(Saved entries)

○ ○ ○

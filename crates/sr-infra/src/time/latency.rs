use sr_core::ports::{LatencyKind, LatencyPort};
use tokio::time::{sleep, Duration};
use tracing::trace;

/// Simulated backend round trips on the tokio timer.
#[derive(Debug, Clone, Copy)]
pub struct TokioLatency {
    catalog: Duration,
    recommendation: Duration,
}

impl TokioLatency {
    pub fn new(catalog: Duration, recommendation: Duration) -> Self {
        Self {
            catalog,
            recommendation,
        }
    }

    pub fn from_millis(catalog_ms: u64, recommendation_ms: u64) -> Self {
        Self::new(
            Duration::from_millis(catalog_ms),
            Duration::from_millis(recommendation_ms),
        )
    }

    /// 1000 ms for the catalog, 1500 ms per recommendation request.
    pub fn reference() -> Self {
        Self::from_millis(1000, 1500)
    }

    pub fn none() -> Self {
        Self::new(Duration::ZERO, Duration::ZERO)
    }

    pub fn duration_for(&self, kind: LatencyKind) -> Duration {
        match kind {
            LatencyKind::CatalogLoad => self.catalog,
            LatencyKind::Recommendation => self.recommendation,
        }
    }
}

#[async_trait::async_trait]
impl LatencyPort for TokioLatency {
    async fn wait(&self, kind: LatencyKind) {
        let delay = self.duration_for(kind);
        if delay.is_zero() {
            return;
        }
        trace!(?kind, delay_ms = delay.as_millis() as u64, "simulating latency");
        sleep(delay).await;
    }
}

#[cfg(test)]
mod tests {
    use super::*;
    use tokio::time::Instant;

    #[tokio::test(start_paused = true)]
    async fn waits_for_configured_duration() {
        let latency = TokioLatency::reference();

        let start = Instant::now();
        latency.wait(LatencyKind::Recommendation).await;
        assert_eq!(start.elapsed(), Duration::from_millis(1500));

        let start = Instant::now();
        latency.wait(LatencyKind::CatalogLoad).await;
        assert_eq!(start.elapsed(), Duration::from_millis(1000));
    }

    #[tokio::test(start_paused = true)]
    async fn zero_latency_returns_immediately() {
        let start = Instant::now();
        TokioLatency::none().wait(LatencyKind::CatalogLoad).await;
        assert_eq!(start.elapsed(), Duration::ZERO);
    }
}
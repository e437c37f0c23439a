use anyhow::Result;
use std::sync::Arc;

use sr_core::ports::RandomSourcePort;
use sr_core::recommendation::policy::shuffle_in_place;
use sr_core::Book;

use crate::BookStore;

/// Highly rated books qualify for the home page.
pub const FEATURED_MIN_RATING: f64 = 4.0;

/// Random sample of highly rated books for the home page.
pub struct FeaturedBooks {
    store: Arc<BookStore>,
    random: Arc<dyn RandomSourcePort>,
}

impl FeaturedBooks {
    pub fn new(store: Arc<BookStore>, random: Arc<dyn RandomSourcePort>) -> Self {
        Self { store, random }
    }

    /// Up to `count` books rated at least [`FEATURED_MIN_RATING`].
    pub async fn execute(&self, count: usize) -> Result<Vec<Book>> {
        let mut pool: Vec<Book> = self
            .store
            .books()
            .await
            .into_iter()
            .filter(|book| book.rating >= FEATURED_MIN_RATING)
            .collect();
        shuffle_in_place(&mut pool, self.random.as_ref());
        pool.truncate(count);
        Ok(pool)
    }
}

○ ○ ○

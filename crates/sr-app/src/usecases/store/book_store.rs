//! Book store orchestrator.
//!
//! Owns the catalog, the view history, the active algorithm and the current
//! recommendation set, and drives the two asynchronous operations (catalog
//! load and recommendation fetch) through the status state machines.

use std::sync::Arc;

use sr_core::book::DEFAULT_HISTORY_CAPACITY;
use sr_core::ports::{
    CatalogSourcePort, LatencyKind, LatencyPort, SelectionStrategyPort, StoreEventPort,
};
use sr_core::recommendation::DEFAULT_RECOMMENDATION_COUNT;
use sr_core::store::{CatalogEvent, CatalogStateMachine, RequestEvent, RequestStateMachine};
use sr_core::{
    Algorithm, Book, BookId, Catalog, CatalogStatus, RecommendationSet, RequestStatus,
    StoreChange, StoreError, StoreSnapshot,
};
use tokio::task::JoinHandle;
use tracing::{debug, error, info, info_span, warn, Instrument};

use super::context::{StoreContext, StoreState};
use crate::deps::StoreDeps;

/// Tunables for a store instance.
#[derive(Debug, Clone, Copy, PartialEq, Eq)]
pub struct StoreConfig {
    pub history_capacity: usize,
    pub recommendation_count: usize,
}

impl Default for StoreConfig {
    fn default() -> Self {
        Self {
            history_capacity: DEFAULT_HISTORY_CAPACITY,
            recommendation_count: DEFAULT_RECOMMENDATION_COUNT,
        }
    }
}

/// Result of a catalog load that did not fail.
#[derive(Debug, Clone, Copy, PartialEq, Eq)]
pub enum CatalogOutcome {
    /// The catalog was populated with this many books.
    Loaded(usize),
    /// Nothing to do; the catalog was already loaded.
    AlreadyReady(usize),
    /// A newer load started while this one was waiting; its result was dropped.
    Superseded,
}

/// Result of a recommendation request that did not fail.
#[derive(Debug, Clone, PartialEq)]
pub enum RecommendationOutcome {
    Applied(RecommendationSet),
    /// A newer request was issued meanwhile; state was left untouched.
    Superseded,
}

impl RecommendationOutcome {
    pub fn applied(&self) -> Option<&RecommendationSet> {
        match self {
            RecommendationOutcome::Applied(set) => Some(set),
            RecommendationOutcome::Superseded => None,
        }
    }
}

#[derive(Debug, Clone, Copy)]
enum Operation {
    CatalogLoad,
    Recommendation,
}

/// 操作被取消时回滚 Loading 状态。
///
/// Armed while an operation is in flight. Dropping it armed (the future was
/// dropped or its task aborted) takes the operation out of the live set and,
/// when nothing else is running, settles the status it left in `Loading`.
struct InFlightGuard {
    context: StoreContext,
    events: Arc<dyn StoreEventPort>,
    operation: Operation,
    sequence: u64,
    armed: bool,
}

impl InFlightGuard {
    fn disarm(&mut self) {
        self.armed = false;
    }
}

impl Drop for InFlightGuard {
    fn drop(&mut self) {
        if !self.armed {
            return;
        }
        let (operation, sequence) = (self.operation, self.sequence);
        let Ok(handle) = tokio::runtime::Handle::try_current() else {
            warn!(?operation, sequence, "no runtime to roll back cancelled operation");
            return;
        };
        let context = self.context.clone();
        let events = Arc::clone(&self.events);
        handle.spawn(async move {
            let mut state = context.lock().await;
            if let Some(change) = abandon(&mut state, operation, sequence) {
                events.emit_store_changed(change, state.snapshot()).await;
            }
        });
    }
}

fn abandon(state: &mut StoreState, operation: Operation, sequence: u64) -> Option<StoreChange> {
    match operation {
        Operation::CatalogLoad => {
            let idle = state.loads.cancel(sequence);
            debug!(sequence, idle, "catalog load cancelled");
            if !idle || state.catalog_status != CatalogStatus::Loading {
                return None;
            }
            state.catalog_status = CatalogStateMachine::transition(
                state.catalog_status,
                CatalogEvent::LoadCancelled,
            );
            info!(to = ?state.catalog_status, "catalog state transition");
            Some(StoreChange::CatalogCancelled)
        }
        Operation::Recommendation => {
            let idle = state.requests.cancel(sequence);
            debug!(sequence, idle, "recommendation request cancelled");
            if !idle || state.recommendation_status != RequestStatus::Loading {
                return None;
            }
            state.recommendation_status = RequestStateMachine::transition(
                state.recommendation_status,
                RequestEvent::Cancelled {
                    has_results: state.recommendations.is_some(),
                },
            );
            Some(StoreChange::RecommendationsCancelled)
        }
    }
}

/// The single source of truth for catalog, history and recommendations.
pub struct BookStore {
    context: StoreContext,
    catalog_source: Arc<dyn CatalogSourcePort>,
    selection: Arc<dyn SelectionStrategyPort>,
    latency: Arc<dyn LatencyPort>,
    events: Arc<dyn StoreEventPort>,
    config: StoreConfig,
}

○ ○ ○

» **Work required**:
As listed above, the lines from the line with "dropped or its" to the line with "let mut state" are to be echoed exactly, with both ends included and nothing added.

» **Result of this task**:
/// dropped or its task aborted) takes the operation out of the live set and,
/// when nothing else is running, settles the status it left in `Loading`.
struct InFlightGuard {
    context: StoreContext,
    events: Arc<dyn StoreEventPort>,
    operation: Operation,
    sequence: u64,
    armed: bool,
}

impl InFlightGuard {
    fn disarm(&mut self) {
        self.armed = false;
    }
}

impl Drop for InFlightGuard {
    fn drop(&mut self) {
        if !self.armed {
            return;
        }
        let (operation, sequence) = (self.operation, self.sequence);
        let Ok(handle) = tokio::runtime::Handle::try_current() else {
            warn!(?operation, sequence, "no runtime to roll back cancelled operation");
            return;
        };
        let context = self.context.clone();
        let events = Arc::clone(&self.events);
        handle.spawn(async move {
            let mut state = context.lock().await;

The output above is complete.